**To do**
For the entries below, report the number of lines where the string "static" appears, and only that number.

**Data under study**
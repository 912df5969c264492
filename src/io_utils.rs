//! I/O utilities for CSV reading, writing, and encoding.
//!
//! All CSV parsing and serialization in campaign-split flows through this
//! module. It provides:
//!
//! - **Encoding**: input decoding via `encoding_rs`, defaulting to UTF-8.
//!   A byte-order mark on the header row is dropped.
//! - **Reader/writer construction**: `open_csv_reader` for decompressed
//!   archive entries (flexible, so short rows survive) and `open_csv_writer`
//!   for the output tables.
//! - **Quoting**: output uses `QuoteStyle::Necessary`, so plain values are
//!   written bare and the files stay byte-stable between runs.

use std::{
    fs::File,
    io::{BufWriter, Read},
    path::Path,
};

use anyhow::{Context, Result, anyhow};
use csv::QuoteStyle;
use encoding_rs::{Encoding, UTF_8};

pub const DEFAULT_CSV_DELIMITER: u8 = b',';

pub fn resolve_encoding(label: Option<&str>) -> Result<&'static Encoding> {
    if let Some(value) = label {
        Encoding::for_label(value.trim().as_bytes())
            .ok_or_else(|| anyhow!("Unknown encoding '{value}'"))
    } else {
        Ok(UTF_8)
    }
}

pub fn open_csv_reader<R>(reader: R, delimiter: u8) -> csv::Reader<R>
where
    R: Read,
{
    let mut builder = csv::ReaderBuilder::new();
    builder
        .has_headers(true)
        .delimiter(delimiter)
        .double_quote(true)
        .flexible(true);
    builder.from_reader(reader)
}

/// Header rows are written explicitly so that empty tables still carry one.
pub fn output_writer_builder() -> csv::WriterBuilder {
    let mut builder = csv::WriterBuilder::new();
    builder
        .has_headers(false)
        .delimiter(DEFAULT_CSV_DELIMITER)
        .quote_style(QuoteStyle::Necessary)
        .double_quote(true);
    builder
}

pub fn open_csv_writer(path: &Path) -> Result<csv::Writer<BufWriter<File>>> {
    let file = File::create(path).with_context(|| format!("Creating output file {path:?}"))?;
    Ok(output_writer_builder().from_writer(BufWriter::new(file)))
}

/// Decodes one field, returning `None` when the bytes are not valid in `encoding`.
pub fn decode_bytes(bytes: &[u8], encoding: &'static Encoding) -> Option<String> {
    let (text, had_errors) = encoding.decode_without_bom_handling(bytes);
    if had_errors {
        None
    } else {
        Some(text.into_owned())
    }
}

pub fn decode_record(
    record: &csv::ByteRecord,
    encoding: &'static Encoding,
) -> Option<Vec<String>> {
    record
        .iter()
        .map(|field| decode_bytes(field, encoding))
        .collect()
}

pub fn reader_headers<R>(
    reader: &mut csv::Reader<R>,
    encoding: &'static Encoding,
) -> Result<Vec<String>, csv::Error>
where
    R: Read,
{
    let headers = reader.byte_headers()?.clone();
    Ok(headers
        .iter()
        .map(|field| {
            let (text, _) = encoding.decode_with_bom_removal(field);
            text.into_owned()
        })
        .collect())
}
//! Cross-source accumulation and client-level deduplication.
//!
//! An [`Aggregator`] is created at the start of a run, absorbs each source's
//! partial tables in processing order, and is consumed by [`Aggregator::finish`]
//! which performs the single deduplication pass.

use std::collections::HashMap;

use itertools::Itertools;
use log::{info, warn};

use crate::{
    cli::DedupeStrategy,
    error::SplitError,
    records::{CampaignRecord, ClientRecord, EconomicsRecord, Keyed},
    report::{RunReport, SourceOutcome, SourceStatus},
    transform::TransformedSource,
};

/// Append-only buffer of one record type.
#[derive(Debug, Clone)]
pub struct Accumulator<T> {
    rows: Vec<T>,
}

impl<T> Default for Accumulator<T> {
    fn default() -> Self {
        Self { rows: Vec::new() }
    }
}

impl<T: Keyed> Accumulator<T> {
    pub fn append(&mut self, rows: Vec<T>) {
        self.rows.extend(rows);
    }

    pub fn len(&self) -> usize {
        self.rows.len()
    }

    pub fn is_empty(&self) -> bool {
        self.rows.is_empty()
    }

    /// Leaves exactly one record per client, compared by
    /// [`Keyed::dedupe_key`]. Survivors keep the position of the occurrence
    /// that was kept.
    pub fn finalize(self, strategy: DedupeStrategy) -> Vec<T> {
        match strategy {
            DedupeStrategy::First => self
                .rows
                .into_iter()
                .unique_by(|row| row.dedupe_key().into_owned())
                .collect(),
            DedupeStrategy::Last => {
                let last_seen: HashMap<String, usize> = self
                    .rows
                    .iter()
                    .enumerate()
                    .map(|(idx, row)| (row.dedupe_key().into_owned(), idx))
                    .collect();
                self.rows
                    .into_iter()
                    .enumerate()
                    .filter(|(idx, row)| last_seen.get(row.dedupe_key().as_ref()) == Some(idx))
                    .map(|(_, row)| row)
                    .collect()
            }
        }
    }
}

/// The three finished tables.
#[derive(Debug, Clone, Default, PartialEq, Eq)]
pub struct SplitTables {
    pub clients: Vec<ClientRecord>,
    pub campaigns: Vec<CampaignRecord>,
    pub economics: Vec<EconomicsRecord>,
}

#[derive(Debug, Default)]
pub struct Aggregator {
    clients: Accumulator<ClientRecord>,
    campaigns: Accumulator<CampaignRecord>,
    economics: Accumulator<EconomicsRecord>,
    outcomes: Vec<SourceOutcome>,
}

impl Aggregator {
    pub fn new() -> Self {
        Self::default()
    }

    /// Folds in one source's result. A failed source contributes no rows and
    /// is recorded as skipped.
    pub fn absorb(&mut self, name: &str, result: Result<TransformedSource, SplitError>) {
        match result {
            Ok(part) => self.append(part),
            Err(SplitError::MalformedSource { reason, .. }) => self.skip(name, reason),
            Err(err) => self.skip(name, err.to_string()),
        }
    }

    pub fn append(&mut self, part: TransformedSource) {
        let status = SourceStatus::Loaded {
            rows_read: part.rows_read,
            clients: part.clients.len(),
            campaigns: part.campaigns.len(),
            economics: part.economics.len(),
            invalid_dates: part.invalid_dates,
            missing_campaign_column: part.missing_campaign_column,
        };
        self.clients.append(part.clients);
        self.campaigns.append(part.campaigns);
        self.economics.append(part.economics);
        self.outcomes.push(SourceOutcome {
            name: part.name,
            status,
        });
    }

    pub fn skip(&mut self, name: &str, reason: String) {
        warn!("Skipping '{name}': {reason}");
        self.outcomes.push(SourceOutcome {
            name: name.to_string(),
            status: SourceStatus::Skipped { reason },
        });
    }

    pub fn loaded_sources(&self) -> usize {
        self.outcomes.iter().filter(|o| o.is_loaded()).count()
    }

    pub fn finish(self, strategy: DedupeStrategy) -> (SplitTables, RunReport) {
        let appended = (
            self.clients.len(),
            self.campaigns.len(),
            self.economics.len(),
        );
        let tables = SplitTables {
            clients: self.clients.finalize(strategy),
            campaigns: self.campaigns.finalize(strategy),
            economics: self.economics.finalize(strategy),
        };
        info!(
            "Deduplicated clients {} -> {}, campaign {} -> {}, economics {} -> {}",
            appended.0,
            tables.clients.len(),
            appended.1,
            tables.campaigns.len(),
            appended.2,
            tables.economics.len()
        );
        let report = RunReport {
            sources: self.outcomes,
            client_rows: tables.clients.len(),
            campaign_rows: tables.campaigns.len(),
            economics_rows: tables.economics.len(),
        };
        (tables, report)
    }
}
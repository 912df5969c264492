#![allow(dead_code)]

use std::fs::{self, File};
use std::io::Write;
use std::path::{Path, PathBuf};

use tempfile::{TempDir, tempdir};
use zip::{ZipWriter, write::SimpleFileOptions};

pub const FULL_HEADER: &str = "client_id,age,job,marital,education,credit_default,mortgage,\
number_contacts,contact_duration,previous_campaign_contacts,previous_outcome,\
campaign_outcome,cons_price_idx,euribor_three_months,day,month";

/// Scratch directory with an `input/` folder, cleaned up on drop.
pub struct TestWorkspace {
    temp_dir: TempDir,
}

impl TestWorkspace {
    /// Creates a fresh scratch directory for the current test case.
    pub fn new() -> Self {
        let temp_dir = tempdir().expect("temp dir");
        fs::create_dir(temp_dir.path().join("input")).expect("create input dir");
        Self { temp_dir }
    }

    pub fn path(&self) -> &Path {
        self.temp_dir.path()
    }

    pub fn input(&self) -> PathBuf {
        self.temp_dir.path().join("input")
    }

    pub fn output(&self) -> PathBuf {
        self.temp_dir.path().join("output")
    }

    /// Writes a zip archive into `input/` holding the given entries in order.
    pub fn write_zip(&self, name: &str, entries: &[(&str, &str)]) -> PathBuf {
        let path = self.input().join(name);
        let file = File::create(&path).expect("create zip");
        let mut zip = ZipWriter::new(file);
        for (entry, contents) in entries {
            zip.start_file(*entry, SimpleFileOptions::default())
                .expect("start zip entry");
            zip.write_all(contents.as_bytes())
                .expect("write zip entry");
        }
        zip.finish().expect("finish zip");
        path
    }

    /// Writes `<stem>.csv.zip` containing a single `<stem>.csv`.
    pub fn write_source(&self, stem: &str, csv: &str) -> PathBuf {
        let entry = format!("{stem}.csv");
        self.write_zip(&format!("{stem}.csv.zip"), &[(entry.as_str(), csv)])
    }

    pub fn write_input_file(&self, name: &str, contents: &str) -> PathBuf {
        let path = self.input().join(name);
        fs::write(&path, contents).expect("write input file");
        path
    }

    pub fn read_output(&self, name: &str) -> String {
        fs::read_to_string(self.output().join(name)).expect("read output table")
    }
}

/// A row matching [`FULL_HEADER`] with the interesting fields filled in.
pub fn full_row(id: u32, job: &str, education: &str, day: &str, month: &str) -> String {
    format!(
        "{id},{age},{job},married,{education},no,yes,1,120,0,nonexistent,no,93.994,4.857,{day},{month}",
        age = 30 + id % 40
    )
}

/// Joins a header and rows into CSV text with a trailing newline.
pub fn csv(header: &str, rows: &[String]) -> String {
    let mut text = String::from(header);
    text.push('\n');
    for row in rows {
        text.push_str(row);
        text.push('\n');
    }
    text
}
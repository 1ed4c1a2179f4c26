//! Classroom repository implementation.

use async_trait::async_trait;
use sqlx::PgPool;

use classhub_core::result::AppResult;
use classhub_entity::{Classroom, NewClassroom};

use crate::error::{Reference, map_read_error, map_write_error};
use crate::repositories::bind_value;
use crate::store::ClassroomStore;
use crate::update::{FieldValue, PartialUpdate};

/// Repository for classrooms.
#[derive(Debug, Clone)]
pub struct ClassroomRepository {
    pool: PgPool,
}

impl ClassroomRepository {
    /// Create a new classroom repository.
    pub fn new(pool: PgPool) -> Self {
        Self { pool }
    }
}

#[async_trait]
impl ClassroomStore for ClassroomRepository {
    async fn find_all(&self) -> AppResult<Vec<Classroom>> {
        sqlx::query_as::<_, Classroom>("SELECT * FROM classroom ORDER BY id")
            .fetch_all(&self.pool)
            .await
            .map_err(|e| map_read_error(e, "list classrooms"))
    }

    async fn find_by_code(&self, code: &str) -> AppResult<Option<Classroom>> {
        sqlx::query_as::<_, Classroom>("SELECT * FROM classroom WHERE class_code = $1")
            .bind(code)
            .fetch_optional(&self.pool)
            .await
            .map_err(|e| map_read_error(e, "find classroom"))
    }

    async fn exists(&self, code: &str) -> AppResult<bool> {
        sqlx::query_scalar::<_, bool>(
            "SELECT EXISTS(SELECT 1 FROM classroom WHERE class_code = $1)",
        )
        .bind(code)
        .fetch_one(&self.pool)
        .await
        .map_err(|e| map_read_error(e, "check classroom existence"))
    }

    async fn code_taken(&self, code: &str) -> AppResult<bool> {
        sqlx::query_scalar::<_, bool>(
            "SELECT EXISTS(SELECT 1 FROM classroom \
                           WHERE UPPER(TRIM(class_code)) = UPPER(TRIM($1)))",
        )
        .bind(code)
        .fetch_one(&self.pool)
        .await
        .map_err(|e| map_read_error(e, "check class code"))
    }

    async fn create(&self, data: &NewClassroom) -> AppResult<Classroom> {
        sqlx::query_as::<_, Classroom>(
            "INSERT INTO classroom (class_code, course_code, email, faculty_initial, section, semester) \
             VALUES ($1, $2, $3, $4, $5, $6) RETURNING *",
        )
        .bind(&data.class_code)
        .bind(&data.course_code)
        .bind(&data.email)
        .bind(&data.faculty_initial)
        .bind(&data.section)
        .bind(&data.semester)
        .fetch_one(&self.pool)
        .await
        .map_err(|e| {
            map_write_error(
                e,
                "create classroom",
                &format!("Class code '{}' already exists", data.class_code),
                Some(Reference {
                    entity: "course",
                    key: &data.course_code,
                }),
            )
        })
    }

    async fn update(&self, code: &str, changes: &PartialUpdate) -> AppResult<u64> {
        let sql = changes.statement(&Classroom::SCHEMA);
        let mut query = sqlx::query(&sql);
        for value in changes.values() {
            query = bind_value(query, value);
        }
        let course_code = changes.get("course_code").and_then(FieldValue::as_text);
        query
            .bind(code)
            .execute(&self.pool)
            .await
            .map(|r| r.rows_affected())
            .map_err(|e| {
                map_write_error(
                    e,
                    "update classroom",
                    "Class code already in use",
                    course_code.as_deref().map(|key| Reference {
                        entity: "course",
                        key,
                    }),
                )
            })
    }

    async fn delete(&self, code: &str) -> AppResult<u64> {
        sqlx::query("DELETE FROM classroom WHERE class_code = $1")
            .bind(code)
            .execute(&self.pool)
            .await
            .map(|r| r.rows_affected())
            .map_err(|e| map_read_error(e, "delete classroom"))
    }
}
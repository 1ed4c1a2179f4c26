//! Route definitions for the ClassHub HTTP API.
//!
//! Routes are grouped by the gates they sit behind. Groups are merged, so a
//! path may serve a public `GET` and a gated `POST` at once.

use axum::{
    Router,
    middleware::from_fn,
    middleware::from_fn_with_state,
    routing::{delete, get, patch, post},
};

use crate::handlers;
use crate::middleware::auth::authenticate;
use crate::middleware::logging::request_logging;
use crate::middleware::rbac::{require_admin, require_faculty_or_admin};
use crate::state::AppState;

/// Build the complete Axum router with all routes and request logging.
pub fn build_router(state: AppState) -> Router {
    Router::new()
        .merge(public_routes())
        .merge(authenticated_routes(state.clone()))
        .merge(admin_routes(state.clone()))
        .merge(faculty_routes(state.clone()))
        .layer(from_fn(request_logging))
        .with_state(state)
}

/// Reads, token issuance, registration, health
fn public_routes() -> Router<AppState> {
    Router::new()
        .route("/", get(handlers::health::root))
        .route("/health", get(handlers::health::health))
        .route("/auth-token", post(handlers::auth::issue_token))
        .route("/jwt", post(handlers::auth::issue_token))
        .route("/users", post(handlers::users::create_user))
        .route("/courses", get(handlers::courses::list_courses))
        .route("/courses/{code}", get(handlers::courses::get_course))
        .route("/resources", get(handlers::resources::list_resources))
        .route(
            "/resources/{course_code}",
            get(handlers::resources::list_course_resources),
        )
        .route("/classroom", get(handlers::classroom::list_classrooms))
        .route(
            "/classroom/check-class-code/{code}",
            get(handlers::classroom::check_class_code),
        )
        .route(
            "/classroom/{class_code}",
            get(handlers::classroom::get_classroom),
        )
        .route(
            "/classresources",
            get(handlers::class_resources::list_class_resources),
        )
        .route(
            "/classresources/{class_code}",
            get(handlers::class_resources::list_classroom_resources),
        )
}

/// Any verified caller
fn authenticated_routes(state: AppState) -> Router<AppState> {
    Router::new()
        .route("/users/admin/{email}", get(handlers::users::check_admin))
        .route("/users/faculty/{email}", get(handlers::users::check_faculty))
        .route("/resources", post(handlers::resources::create_resource))
        .route(
            "/classresources",
            post(handlers::class_resources::create_class_resource),
        )
        // Same segment as the per-class listing; here it carries the resource id.
        .route(
            "/classresources/{class_code}",
            delete(handlers::class_resources::delete_class_resource),
        )
        .route_layer(from_fn_with_state(state, authenticate))
}

/// Callers holding the `admin` role
fn admin_routes(state: AppState) -> Router<AppState> {
    Router::new()
        .route("/users", get(handlers::users::list_users))
        .route("/users/{id}", delete(handlers::users::delete_user))
        .route("/users/role/{id}", patch(handlers::users::update_role))
        .route("/courses", post(handlers::courses::create_course))
        .route(
            "/courses/{code}",
            patch(handlers::courses::update_course).delete(handlers::courses::delete_course),
        )
        // Same segment as the per-course listing; here it carries the resource id.
        .route(
            "/resources/{course_code}",
            delete(handlers::resources::delete_resource),
        )
        .route_layer(from_fn_with_state(state.clone(), require_admin))
        .route_layer(from_fn_with_state(state, authenticate))
}

/// Callers holding the `faculty` or `admin` role
fn faculty_routes(state: AppState) -> Router<AppState> {
    Router::new()
        .route("/classroom", post(handlers::classroom::create_classroom))
        .route(
            "/classroom/{class_code}",
            patch(handlers::classroom::update_classroom)
                .delete(handlers::classroom::delete_classroom),
        )
        .route_layer(from_fn_with_state(state.clone(), require_faculty_or_admin))
        .route_layer(from_fn_with_state(state, authenticate))
}
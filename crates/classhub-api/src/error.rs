//! Maps domain `AppError` to HTTP responses.

use axum::Json;
use axum::http::StatusCode;
use axum::response::{IntoResponse, Response};
use serde::{Deserialize, Serialize};

use classhub_core::error::{AppError, ErrorKind};

/// Standard API error response body.
#[derive(Debug, Clone, Serialize, Deserialize)]
pub struct ApiErrorResponse {
    /// Machine-readable error code.
    pub error: String,
    /// Caller-safe message.
    pub message: String,
    /// Optional structured detail (missing fields, offending field, or
    /// missing reference).
    #[serde(skip_serializing_if = "Option::is_none")]
    pub details: Option<serde_json::Value>,
}

/// An `AppError` on its way out as an HTTP response.
#[derive(Debug)]
pub struct ApiError(pub AppError);

/// Result alias for handlers and middleware.
pub type ApiResult<T> = Result<T, ApiError>;

impl From<AppError> for ApiError {
    fn from(err: AppError) -> Self {
        Self(err)
    }
}

/// Status and machine-readable code for an error kind.
pub fn status_for(kind: ErrorKind) -> (StatusCode, &'static str) {
    match kind {
        ErrorKind::Unauthenticated => (StatusCode::UNAUTHORIZED, "UNAUTHENTICATED"),
        ErrorKind::Forbidden => (StatusCode::FORBIDDEN, "FORBIDDEN"),
        ErrorKind::Validation => (StatusCode::BAD_REQUEST, "VALIDATION_ERROR"),
        ErrorKind::ReferenceNotFound => (StatusCode::NOT_FOUND, "REFERENCE_NOT_FOUND"),
        ErrorKind::NotFound => (StatusCode::NOT_FOUND, "NOT_FOUND"),
        ErrorKind::Conflict => (StatusCode::CONFLICT, "CONFLICT"),
        ErrorKind::Internal
        | ErrorKind::Database
        | ErrorKind::Configuration
        | ErrorKind::Serialization => (StatusCode::INTERNAL_SERVER_ERROR, "INTERNAL_ERROR"),
    }
}

impl IntoResponse for ApiError {
    fn into_response(self) -> Response {
        let err = self.0;
        let (status, error_code) = status_for(err.kind);

        let body = if err.kind.is_server_error() {
            let cause = err.source.as_ref().map(|s| s.to_string());
            tracing::error!(
                kind = %err.kind,
                error = %err.message,
                cause = cause.as_deref().unwrap_or("none"),
                "Internal server error"
            );
            ApiErrorResponse {
                error: error_code.to_string(),
                message: "internal server error".to_string(),
                details: None,
            }
        } else {
            ApiErrorResponse {
                error: error_code.to_string(),
                message: err.message,
                details: err
                    .details
                    .as_ref()
                    .and_then(|d| serde_json::to_value(d).ok()),
            }
        };

        (status, Json(body)).into_response()
    }
}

**Result of this exercise**
5